25 Jahre Partnerschaft zwischen Kazimierz Dolny und Staufen

Vom 4. bis 7. Oktober besuchte Staufen eine knapp 50-köpfige Delegation aus Kazimierz Dolny anlässlich des 25-jährigen Jubiläums der Städtepartnerschaft. Mit dem neuen Bürgermeister Artur Pomianowski, der zum ersten Mal in Staufen war, hatten sich einige bekannte, aber erfreulicherweise auch viele neue und junge Gesichter aus Polen auf den langen Weg gemacht.

Foto: Danuta Lehmann, Fotografie Lehmann

Nach der Anreise am Freitagabend und einer ersten Begrüßung im Bürgerhaus Grunern wurden die Gäste am Samstagvormittag offiziell von Bürgermeister Benitz im Stubenhaus empfangen. Am Nachmittag traf man sich am Neumagen gegenüber dem Bonnevilleplatz, wo der nach einem Entwurf von Josef Schweitzer gestaltete „Kazimierz Dolny-Platz“ eingeweiht wurde. Beiden Partnerstädten Staufens im Westen und im Osten Europas sind nun an zentraler Stelle Plätze gewidmet, die mit einer Furt durch den Neumagen verbunden sind. Der Kazimierz Dolny-Platz wurde dank seiner schattigen Lage unter den Platanen von der Bevölkerung bereits sehr gut angenommen; die Furt ist an heißen Tagen zu einem beliebten Spielplatz für Kinder geworden.

Den anschließenden Galaabend im Spiegelzelt besuchten neben den polnischen Gästen und Landrätin Dorothea Störr-Ritter rund 70 Staufener. In seiner Festrede betonte Bürgermeister Benitz die Bedeutung kommunaler Freundschaften in einer Zeit der schwieriger werdenden Verständigung zwischen den Staaten. Mit seiner Antwort überreichte Bürgermeister Pomianowski der Stadt Staufen einen Gutschein für eine Slackline für den geplanten Abenteuerspielplatz am Stadtsee. Der als Schauspieler in Polen sehr bekannte Kabarettist Steffen Möller bot anschließend in polnischer und deutscher Sprache Unterhaltsames aus seinem Leben in den beiden Ländern. Ein weiterer Höhepunkt des Abends war das auf dem Tenorsaxophon von Altbürgermeister Pisula hervorragend gespielte „My way“ von Frank Sinatra. Mit Tanz und der in Staufen schon berühmten Polonaise klang der Abend aus.

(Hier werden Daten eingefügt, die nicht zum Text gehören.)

use chrono::{DateTime, Utc};
use serde::{Deserialize, Serialize};
use std::collections::BTreeMap;

use super::assignment::Assignment;
use super::serde_helpers::optional_timestamp;

/// An assignment bound to one student
///
/// Moves from assigned to completed exactly once, through a single submit.
#[derive(Debug, Clone, PartialEq, Serialize, Deserialize)]
pub struct StudentAssignment {
    pub student_assignment_id: String,
    pub assignment: Assignment,
    #[serde(default)]
    pub completed: bool,
    /// 0–100, `None` until completed
    #[serde(default)]
    pub score: Option<f64>,
    #[serde(default, deserialize_with = "optional_timestamp")]
    pub submitted_at: Option<DateTime<Utc>>,
    #[serde(default, deserialize_with = "optional_timestamp")]
    pub assigned_at: Option<DateTime<Utc>>,

    // Stored answers, echoed by the backend for completed work
    #[serde(default)]
    pub answers: Option<Vec<i64>>,
    #[serde(default)]
    pub coding_answers: Option<Vec<String>>,
    #[serde(default)]
    pub drag_drop_answer: Option<BTreeMap<String, String>>,
    #[serde(default)]
    pub interactive_word_answers: Option<Vec<String>>,
    #[serde(default)]
    pub spelling_answers: Option<Vec<String>>,
}

impl StudentAssignment {
    pub fn id(&self) -> &str {
        &self.student_assignment_id
    }

    pub fn title(&self) -> &str {
        &self.assignment.title
    }

    /// Submit is only offered while not completed
    pub fn is_submittable(&self) -> bool {
        !self.completed
    }

    /// Local transition after the backend accepted a submit
    ///
    /// A completed assignment keeps its original score and timestamp.
    pub fn mark_completed(&mut self, score: f64, submitted_at: DateTime<Utc>) {
        if self.completed {
            return;
        }
        self.completed = true;
        self.score = Some(score);
        self.submitted_at = Some(submitted_at);
    }

    pub fn has_stored_answers(&self) -> bool {
        self.answers.is_some()
            || self.coding_answers.is_some()
            || self.drag_drop_answer.is_some()
            || self.interactive_word_answers.is_some()
            || self.spelling_answers.is_some()
    }
}

/// Backend reply to a submit
#[derive(Debug, Clone, PartialEq, Serialize, Deserialize)]
pub struct SubmitResponse {
    pub score: f64,
    #[serde(default)]
    pub message: Option<String>,
    #[serde(default)]
    pub correct_answers: Option<u32>,
    #[serde(default)]
    pub total_questions: Option<u32>,
}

Am folgenden Sonntag besuchte die Gruppe das Freilichtmuseum Vogtsbauernhof in Gutach. Die mitgereisten Feuerwehrmänner aus Kazimierz Dolny wurden währenddessen unter die Fittiche ihrer Kameraden aus Staufen genommen und erhielten eine Vorführung im Feuerwehrgerätehaus. Mit einem gemeinsamen Essen im Bohrerhof in Feldkirch klang der Besuch aus. Am Montagmorgen dann wurden die Gäste von den Staufenern auf dem Marktplatz herzlich verabschiedet.

Die Partnerschaftsfeier wäre nicht möglich gewesen ohne die Unterstützung des Partnerschaftsausschusses und zahlreicher MitbürgerInnen, die sich ehrenamtlich engagierten. Ein besonderes Dankeschön gilt dabei Beata Lösch aus Hartheim, die als ehemalige Mitbürgerin aus Kazimierz Dolny nicht nur hervorragend übersetzte, sondern auch die Hauptlast der Organisation des Besuches trug.